彗星实验和γH2AX染色结果显示，在p53功能正常的细胞中，BOK缺失并未引起显著的DNA损伤增加。然而，在p53缺陷的背景下，BOK缺失导致基线DNA损伤水平显著升高。使用穿透性TAT-BOK-BH3肽（而非不能与UMPS结合的突变型BH3(AAA)肽）能够逆转这一现象，证实BOK通过其BH3结构域与UMPS的相互作用维持基因组稳定性。

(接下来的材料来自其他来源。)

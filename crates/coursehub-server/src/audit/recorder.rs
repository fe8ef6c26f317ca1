//! Audit recorder: the write and read paths used by route handlers.

use super::store::AuditLogStore;
use crate::db::StoreResult;
use crate::middleware::logging::redact_json;
use coursehub_audit_types::{AuditAction, AuditLogEntry, NewAuditEntry};
use std::sync::Arc;
use tracing::{error, info, warn};

/// Upper bound on entries returned by [`AuditRecorder::list_mine`].
pub const MAX_LIST_LIMIT: usize = 50;

/// Records privileged actions and reads back an actor's own history.
#[derive(Clone)]
pub struct AuditRecorder {
    store: Arc<dyn AuditLogStore>,
}

impl AuditRecorder {
    pub fn new(store: Arc<dyn AuditLogStore>) -> Self {
        Self { store }
    }

    /// Append one entry for `actor_uid`. Sensitive payload fields are
    /// redacted before they reach the store.
    pub async fn record(
        &self,
        actor_uid: &str,
        action: AuditAction,
        mut payload: serde_json::Value,
    ) -> StoreResult<AuditLogEntry> {
        redact_json(&mut payload);
        let entry = NewAuditEntry::new(actor_uid, action).with_payload(payload);

        match self.store.append(entry).await {
            Ok(entry) => {
                info!(
                    event = "audit_recorded",
                    audit_id = %entry.id,
                    actor_uid = %entry.actor_uid,
                    action = %entry.action,
                    "Audit entry recorded"
                );
                Ok(entry)
            }
            Err(err) => {
                error!(
                    event = "audit_write_failed",
                    actor_uid = %actor_uid,
                    action = %action,
                    error = %err,
                    "Audit entry could not be written"
                );
                Err(err)
            }
        }
    }

    /// Entries written by `actor_uid`, newest first, at most
    /// `min(limit, MAX_LIST_LIMIT)`.
    ///
    /// Never returns another actor's entries, whatever the store hands back.
    pub async fn list_mine(
        &self,
        actor_uid: &str,
        limit: usize,
    ) -> StoreResult<Vec<AuditLogEntry>> {
        let limit = limit.min(MAX_LIST_LIMIT);
        if limit == 0 {
            return Ok(Vec::new());
        }

        let mut entries = self.store.list_by_actor(actor_uid, limit).await?;

        let fetched = entries.len();
        entries.retain(|e| e.actor_uid == actor_uid);
        if entries.len() != fetched {
            warn!(
                actor_uid = %actor_uid,
                dropped = fetched - entries.len(),
                "Audit store returned entries for another actor"
            );
        }

        entries.sort_by(|a, b| b.timestamp.cmp(&a.timestamp));
        entries.truncate(limit);
        Ok(entries)
    }
}
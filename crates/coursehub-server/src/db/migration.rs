//! Database migration utilities.

use anyhow::{Context, Result};
use sqlx::PgPool;
use tracing::info;

/// Run database migrations.
pub async fn run_migrations(pool: &PgPool) -> Result<()> {
    info!("Running database migrations...");

    sqlx::migrate!("./migrations")
        .run(pool)
        .await
        .context("Failed to run migrations")?;

    info!("Migrations completed");
    Ok(())
}
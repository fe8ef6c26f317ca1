//! Shared integration test infrastructure.

#![allow(dead_code)]

use async_trait::async_trait;
use axum::{
    body::{to_bytes, Body},
    http::{header, Method, Request, StatusCode},
    Router,
};
use coursehub_audit_types::{AuditLogEntry, NewAuditEntry};
use coursehub_server::audit::{AuditLogStore, MemoryAuditLogStore};
use coursehub_server::courses::MemoryCourseStore;
use coursehub_server::db::{StoreError, StoreResult, Stores};
use coursehub_server::middleware::auth::{encode_token, Claims, JwtVerifier};
use coursehub_server::profiles::{MemoryProfileStore, ProfileStore, UserProfile};
use coursehub_server::{create_router, AppState, RouterOptions};
use jsonwebtoken::Algorithm;
use serde_json::Value;
use std::sync::atomic::{AtomicUsize, Ordering};
use std::sync::Arc;
use tower::ServiceExt;

pub const SECRET: &str = "integration-test-secret-0123456789abcdef";

/// Mint a valid HS256 identity token for `uid`.
pub fn token(uid: &str, role: Option<&str>) -> String {
    let mut claims = Claims::new(uid, 3600).with_email(format!("{uid}@example.com"));
    if let Some(role) = role {
        claims = claims.with_role(role);
    }
    encode_token(&claims, SECRET).unwrap()
}

pub fn admin_token(uid: &str) -> String {
    token(uid, Some("admin"))
}

/// Audit store that counts every call before delegating to memory.
#[derive(Default)]
pub struct CountingAuditStore {
    pub inner: MemoryAuditLogStore,
    pub reads: AtomicUsize,
    pub writes: AtomicUsize,
}

impl CountingAuditStore {
    pub fn calls(&self) -> usize {
        self.reads.load(Ordering::SeqCst) + self.writes.load(Ordering::SeqCst)
    }
}

#[async_trait]
impl AuditLogStore for CountingAuditStore {
    async fn append(&self, entry: NewAuditEntry) -> StoreResult<AuditLogEntry> {
        self.writes.fetch_add(1, Ordering::SeqCst);
        self.inner.append(entry).await
    }

    async fn list_by_actor(&self, actor_uid: &str, limit: usize) -> StoreResult<Vec<AuditLogEntry>> {
        self.reads.fetch_add(1, Ordering::SeqCst);
        self.inner.list_by_actor(actor_uid, limit).await
    }
}

/// Profile store that counts reads before delegating to memory.
#[derive(Default)]
pub struct CountingProfileStore {
    pub inner: MemoryProfileStore,
    pub reads: AtomicUsize,
}

#[async_trait]
impl ProfileStore for CountingProfileStore {
    async fn get(&self, uid: &str) -> StoreResult<Option<UserProfile>> {
        self.reads.fetch_add(1, Ordering::SeqCst);
        self.inner.get(uid).await
    }
}

/// Audit store whose backend is unreachable.
pub struct DownAuditStore;

#[async_trait]
impl AuditLogStore for DownAuditStore {
    async fn append(&self, _entry: NewAuditEntry) -> StoreResult<AuditLogEntry> {
        Err(StoreError::Unavailable("connection refused".into()))
    }

    async fn list_by_actor(&self, _: &str, _: usize) -> StoreResult<Vec<AuditLogEntry>> {
        Err(StoreError::Unavailable("connection refused".into()))
    }
}

/// Router wired to observable in-memory stores.
pub struct TestApp {
    pub router: Router,
    pub audit: Arc<CountingAuditStore>,
    pub profiles: Arc<CountingProfileStore>,
}

impl TestApp {
    pub fn new() -> Self {
        let audit = Arc::new(CountingAuditStore::default());
        let profiles = Arc::new(CountingProfileStore::default());
        let stores = Stores {
            audit: audit.clone(),
            profiles: profiles.clone(),
            courses: Arc::new(MemoryCourseStore::new()),
        };
        Self {
            router: router(Some(stores)),
            audit,
            profiles,
        }
    }

    pub fn with_profile(self, profile: UserProfile) -> Self {
        self.profiles.inner.insert(profile);
        self
    }

    pub async fn get(&self, uri: &str, token: Option<&str>) -> (StatusCode, Value) {
        send(&self.router, Method::GET, uri, token, None).await
    }

    pub async fn send(
        &self,
        method: Method,
        uri: &str,
        token: Option<&str>,
        body: Option<Value>,
    ) -> (StatusCode, Value) {
        send(&self.router, method, uri, token, body).await
    }
}

/// Router with the given stores; `None` means no database configured.
pub fn router(stores: Option<Stores>) -> Router {
    let verifier = Arc::new(JwtVerifier::new(SECRET, Algorithm::HS256));
    create_router(AppState::from_parts(verifier, stores), &RouterOptions::default())
}

pub async fn send(
    router: &Router,
    method: Method,
    uri: &str,
    token: Option<&str>,
    body: Option<Value>,
) -> (StatusCode, Value) {
    let mut builder = Request::builder().method(method).uri(uri);
    if let Some(token) = token {
        builder = builder.header(header::AUTHORIZATION, format!("Bearer {token}"));
    }
    let body = match body {
        Some(json) => {
            builder = builder.header(header::CONTENT_TYPE, "application/json");
            Body::from(json.to_string())
        }
        None => Body::empty(),
    };

    let response = router
        .clone()
        .oneshot(builder.body(body).unwrap())
        .await
        .unwrap();
    let status = response.status();
    let bytes = to_bytes(response.into_body(), usize::MAX).await.unwrap();
    let json = if bytes.is_empty() {
        Value::Null
    } else {
        serde_json::from_slice(&bytes).unwrap()
    };
    (status, json)
}
//! Tracing subscriber setup for the server binary.

use crate::config::LoggingConfig;
use tracing_subscriber::{fmt, layer::SubscriberExt, util::SubscriberInitExt, EnvFilter};

/// Install the global subscriber.
///
/// `RUST_LOG` wins over `logging.level` when set. Fails if a subscriber is
/// already installed.
pub fn init(config: &LoggingConfig) -> anyhow::Result<()> {
    let filter = EnvFilter::try_from_default_env()
        .or_else(|_| EnvFilter::try_new(&config.level))?;

    let registry = tracing_subscriber::registry().with(filter);

    match config.format.to_lowercase().as_str() {
        "json" => registry
            .with(fmt::layer().json().with_current_span(true).with_target(true))
            .try_init()?,
        "compact" => registry.with(fmt::layer().compact()).try_init()?,
        _ => registry
            .with(fmt::layer().with_ansi(true).with_target(true))
            .try_init()?,
    }

    Ok(())
}
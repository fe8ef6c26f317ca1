//! Error handling for the Coursehub API server.

pub mod context;
pub mod response;
pub mod types;

pub use context::{not_found, ErrorContext};
pub use types::{ApiError, ApiResult};
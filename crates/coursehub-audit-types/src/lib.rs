//! Audit log types for Coursehub.
//!
//! Audit entries are append-only records of privileged actions. Callers
//! submit a [`NewAuditEntry`]; the log store assigns the identifier and the
//! timestamp and hands back the persisted [`AuditLogEntry`].

mod action;
mod entry;
mod id;

pub use action::AuditAction;
pub use entry::{AuditDetails, AuditLogEntry, NewAuditEntry};
pub use id::AuditEntryId;
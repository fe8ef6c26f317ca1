//! Configuration validation.

use super::types::ServerConfig;
use thiserror::Error;

#[derive(Debug, Error)]
pub enum ConfigError {
    #[error("Invalid JWT secret: must be at least 32 characters")]
    InvalidJwtSecret,

    #[error("Unsupported token algorithm: {0}")]
    UnsupportedAlgorithm(String),

    #[error("Invalid bind address: {0}")]
    InvalidBindAddress(String),

    #[error("Invalid port: {0}")]
    InvalidPort(u16),

    #[error("Invalid database pool size: min {min} exceeds max {max}")]
    InvalidPoolSize { min: u32, max: u32 },

    #[error("Invalid log level: {0}")]
    InvalidLogLevel(String),

    #[error("Invalid log format: {0}")]
    InvalidLogFormat(String),
}

pub const SUPPORTED_ALGORITHMS: [&str; 3] = ["HS256", "HS384", "HS512"];

/// Validate server configuration, reporting every problem found.
pub fn validate_config(config: &ServerConfig) -> Result<(), Vec<ConfigError>> {
    let mut errors = Vec::new();

    if config.auth.jwt_secret.len() < 32 {
        errors.push(ConfigError::InvalidJwtSecret);
    }

    let algorithm = config.auth.algorithm.to_uppercase();
    if !SUPPORTED_ALGORITHMS.contains(&algorithm.as_str()) {
        errors.push(ConfigError::UnsupportedAlgorithm(config.auth.algorithm.clone()));
    }

    if config.server.port == 0 {
        errors.push(ConfigError::InvalidPort(0));
    } else if config.server.socket_addr().is_err() {
        errors.push(ConfigError::InvalidBindAddress(config.server.host.clone()));
    }

    if config.database.min_connections > config.database.max_connections {
        errors.push(ConfigError::InvalidPoolSize {
            min: config.database.min_connections,
            max: config.database.max_connections,
        });
    }

    let valid_levels = ["trace", "debug", "info", "warn", "error"];
    if !valid_levels.contains(&config.logging.level.to_lowercase().as_str()) {
        errors.push(ConfigError::InvalidLogLevel(config.logging.level.clone()));
    }

    let valid_formats = ["pretty", "compact", "json"];
    if !valid_formats.contains(&config.logging.format.to_lowercase().as_str()) {
        errors.push(ConfigError::InvalidLogFormat(config.logging.format.clone()));
    }

    if errors.is_empty() {
        Ok(())
    } else {
        Err(errors)
    }
}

研究人员使用特异性ATR抑制剂ceralasertib(AZD6738)处理不同基因型的细胞。结果显示，在p53缺陷的细胞中，BOK缺失使细胞对ATR抑制更加敏感。ceralasertib处理导致BOK/p53双重缺陷细胞中DNA损伤标志物γH2AX水平急剧升高，细胞存活率显著下降，集落形成能力严重受损。这种合成致死效应在人和小鼠两种NSCLC模型中都得到验证。

研究结论与讨论部分强调，BOK缺失通过降低UMPS活性导致尿苷酸合成不足，引起核苷酸池失衡和低水平DNA损伤。在p53功能正常的情况下，这种损伤会激活p53介导的细胞周期阻滞和DNA修复。然而，在p53缺陷的肿瘤细胞中，DNA损伤持续积累，使细胞更加依赖ATR等替代性DNA修复通路。本研究首次揭示了BOK/p53双重缺陷与ATR抑制之间的合成致死相互作用，为p53突变且BOK表达降低的NSCLC患者提供了新的治疗思路。鉴于p53突变在肺癌中的高发性，以及BOK在晚期NSCLC中经常下调的现象，该研究为临床探索ATR抑制剂（单独或联合化疗）治疗这类肺癌亚型提供了理论依据。未来研究应进一步验证BOK表达水平能否作为ATR抑制剂疗效的预测生物标志物，并探索BOK在核苷酸代谢和基因组稳定性维护中的更广泛作用。